The Broken Euro

The euro, a currency born out of the economic hardships of World War II to urge a close knit Western European community, has come under a”shadow” of government debt.

Created through the merging of the European Economic Community and the European Steel and Coal Community in 1993 under the Maastricht treaty, the EU aims at the integration of the European system ensuring the free movement of all people, capitol, goods and trade.  Operating through a hybrid system of supranational independent institutions and intergovernmental decisions, the lack of central control over fiscal procedures has created a financial disparity between nations such Germany and Greece, resulting in the current EU crisis.   With another Greece rescue plan in the making in Brussels on Thursday, the IMF is skeptical on the ability of the EU to live up to its purpose: a capstone that would unify the major European powers further.

Admittedly, the immediate action taken by German and France at the beginning of the Greek crisis nearly 2 years ago, illustrated the dedication and support existing in Europe.  European leaders have ruled an EU breakup as unthinkable as it would lead to the decline of the financially dependent nations of Greece, Ireland, Portugal, and possibly both Spain and Italy.  The integration of the European community has led to wide growth prosperity and has succeeded in mending past aggressions, most notable that between Germany and France, but the recent developments have led to scapegoating and illustrated the fallibility of the EU structure.
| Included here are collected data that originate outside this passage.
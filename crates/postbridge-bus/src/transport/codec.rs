//! WebSocket frame codec for the host bridge endpoint.
//!
//! - Text / Binary frames => raw envelope bytes (decoded later by the adapter)
//! - Ping/Pong/Close are surfaced for lifecycle management

use axum::extract::ws::Message;
use bytes::Bytes;

use postbridge_core::error::{BridgeError, Result};

#[derive(Debug)]
pub enum Inbound {
    Frame(Bytes),
    Ping(Vec<u8>),
    Pong,
    Close,
}

pub fn decode(msg: Message) -> Inbound {
    match msg {
        Message::Text(s) => Inbound::Frame(Bytes::from(s)),
        Message::Binary(b) => Inbound::Frame(Bytes::from(b)),
        Message::Ping(v) => Inbound::Ping(v),
        Message::Pong(_) => Inbound::Pong,
        Message::Close(_) => Inbound::Close,
    }
}

/// Envelopes are JSON, so they leave as Text frames.
pub fn encode(frame: Bytes) -> Result<Message> {
    String::from_utf8(frame.to_vec())
        .map(Message::Text)
        .map_err(|e| BridgeError::Transport(format!("outbound frame is not utf-8: {e}")))
}
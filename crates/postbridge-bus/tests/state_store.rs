#![allow(clippy::unwrap_used)]
#![allow(clippy::expect_used)]
#![allow(clippy::panic)]

use serde_json::json;

use postbridge_bus::store::StateStore;

fn path(segments: &[&str]) -> Vec<String> {
    segments.iter().map(|s| s.to_string()).collect()
}

#[test]
fn non_object_seed_becomes_empty_tree() {
    let store = StateStore::new(json!([1, 2]));
    assert_eq!(store.snapshot(), json!({}));
}

#[test]
fn apply_creates_missing_parents() {
    let store = StateStore::new(json!({}));
    store.apply(&path(&["a", "b", "c"]), json!(3));
    assert_eq!(store.snapshot(), json!({ "a": { "b": { "c": 3 } } }));
    assert_eq!(store.get(&path(&["a", "b"])), Some(json!({ "c": 3 })));
}

#[test]
fn apply_replaces_scalar_in_the_way() {
    let store = StateStore::new(json!({ "a": 1 }));
    store.apply(&path(&["a", "b"]), json!(true));
    assert_eq!(store.get(&path(&["a", "b"])), Some(json!(true)));
}

#[test]
fn empty_path_replaces_root() {
    let store = StateStore::new(json!({ "old": 1 }));
    store.apply(&[], json!({ "new": 2 }));
    assert_eq!(store.snapshot(), json!({ "new": 2 }));
}

#[test]
fn get_missing_is_none() {
    let store = StateStore::new(json!({ "a": { "b": 1 } }));
    assert_eq!(store.get(&path(&["a", "x"])), None);
    assert_eq!(store.get(&path(&["a", "b", "c"])), None);
}

#[test]
fn default_store_is_an_empty_tree() {
    assert_eq!(StateStore::default().snapshot(), json!({}));
}
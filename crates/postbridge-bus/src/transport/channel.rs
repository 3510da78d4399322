//! Raw channels: a sink for outbound frames plus an ordered inbound queue.

use std::sync::Arc;

use bytes::Bytes;
use tokio::sync::mpsc;

use postbridge_core::error::{BridgeError, Result};

/// Outbound half of a raw channel. Must not block.
pub trait RawSink: Send + Sync + 'static {
    fn post(&self, frame: Bytes) -> Result<()>;
}

/// Sink backed by a bounded tokio queue (`try_send`, never awaits).
#[derive(Clone)]
pub struct MpscSink {
    tx: mpsc::Sender<Bytes>,
}

impl MpscSink {
    pub fn new(tx: mpsc::Sender<Bytes>) -> Self {
        Self { tx }
    }
}

impl RawSink for MpscSink {
    fn post(&self, frame: Bytes) -> Result<()> {
        self.tx.try_send(frame).map_err(|e| match e {
            mpsc::error::TrySendError::Full(_) => {
                BridgeError::Transport("raw channel full".into())
            }
            mpsc::error::TrySendError::Closed(_) => {
                BridgeError::Transport("peer closed".into())
            }
        })
    }
}

/// One end of a bidirectional raw channel.
pub struct RawEndpoint {
    pub sink: Arc<dyn RawSink>,
    pub inbound: mpsc::Receiver<Bytes>,
}

impl RawEndpoint {
    pub fn new(sink: Arc<dyn RawSink>, inbound: mpsc::Receiver<Bytes>) -> Self {
        Self { sink, inbound }
    }
}

/// In-process channel pair: frames posted on one end arrive, in order, on the
/// other. Each direction buffers up to `capacity` frames.
pub fn pair(capacity: usize) -> (RawEndpoint, RawEndpoint) {
    let capacity = capacity.max(1);
    let (a_tx, a_rx) = mpsc::channel(capacity);
    let (b_tx, b_rx) = mpsc::channel(capacity);
    (
        RawEndpoint::new(Arc::new(MpscSink::new(b_tx)), a_rx),
        RawEndpoint::new(Arc::new(MpscSink::new(a_tx)), b_rx),
    )
}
The objective of globalization has run amok with the dilemma of sovereignty.  The lack of central control over government budgets allows for the tax and spending decision in one nation, effecting their currency, to become the problems of the united ensemble of countries.  Banks also have influence across national borders, but their regulation and oversight is limited to the control of the individual country.  The EU has not delegated enough of their communal power to investing into euro-wide baking regulations and public budgets, administered by a centralized institution.  This may come into conflict with national sovereignty but by joining the EU, these member countries have laid their trust into a community of fellow nations; therefore, the question must not be about sovereignty but about the longevity and prosperity of such a union.  For instance, the division chief of IMF, Luc Everaert, stated that “it will be unavoidable to subordinate some sovereignty to the common good.”

Clearly, the European leaders must draft a durable fix that accounts not only for Greece, Ireland, and Portugal, it must also apply to the nations of Spain and Italy.  The implications of not halting the the crisis in these “smaller” nations could lead to its spreading into core countries such as France, which would lead to global consequences.  Heading the negotiations stands German Chancellor Merkel who recently talked to President Obama on Tuesday morning, agreeing that dealing with the crisis effectively was key to sustaining the economic recovery in Europe, as well as for global financial system.

The summit on Thursday is meant to form an agreement on a new emergency program for Greece, a relief package that may close to $100 billion in loans from neighboring governments.  Current negotiations are requesting private investors to contribute more than $40 billion to maintain existing bond investments rather than withdrawing.  Capitol Economic, a London-based consulting firm, has dubbed the Brussels summit as the euro zone’s “last chance saloon”.  Undoubtedly, the last gasp of fiscal globalization is nearing as the EU continues its list of economic summits and the US approaches its August 2nd deadline.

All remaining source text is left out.